↓

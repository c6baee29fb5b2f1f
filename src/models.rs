//! Plain data structures handed to callers of the persistence gateway.

use serde::{Deserialize, Serialize};

use crate::entities::{list, todo};

/// A named, ordered collection of todos.
#[derive(Debug, Clone, PartialEq, Eq, Serialize, Deserialize)]
pub struct List {
    pub id: i32,
    pub name: String,
    #[serde(default)]
    pub todos: Vec<Todo>,
}

/// A single item inside a [`List`].
#[derive(Debug, Clone, PartialEq, Eq, Serialize, Deserialize)]
pub struct Todo {
    pub id: i32,
    pub name: String,
    pub completed: bool,
}

impl List {
    pub fn new(id: i32, name: impl Into<String>) -> Self {
        Self {
            id,
            name: name.into(),
            todos: Vec::new(),
        }
    }

    pub fn todo(&self, todo_id: i32) -> Option<&Todo> {
        self.todos.iter().find(|todo| todo.id == todo_id)
    }

    pub fn todo_mut(&mut self, todo_id: i32) -> Option<&mut Todo> {
        self.todos.iter_mut().find(|todo| todo.id == todo_id)
    }
}

impl Todo {
    pub fn new(id: i32, name: impl Into<String>) -> Self {
        Self {
            id,
            name: name.into(),
            completed: false,
        }
    }
}

impl List {
    /// Builds a list from its row and the rows of its todos.
    pub fn from_rows(model: list::Model, todos: Vec<todo::Model>) -> Self {
        Self {
            id: model.id,
            name: model.name,
            todos: todos.into_iter().map(Todo::from).collect(),
        }
    }
}

impl From<todo::Model> for Todo {
    fn from(model: todo::Model) -> Self {
        Self {
            id: model.id,
            name: model.name,
            completed: model.completed,
        }
    }
}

↑

WHAT TO DO: Show all lines above holding "Option".

SOLUTION TO THIS EXERCISE:
    pub fn todo(&self, todo_id: i32) -> Option<&Todo> {
    pub fn todo_mut(&mut self, todo_id: i32) -> Option<&mut Todo> {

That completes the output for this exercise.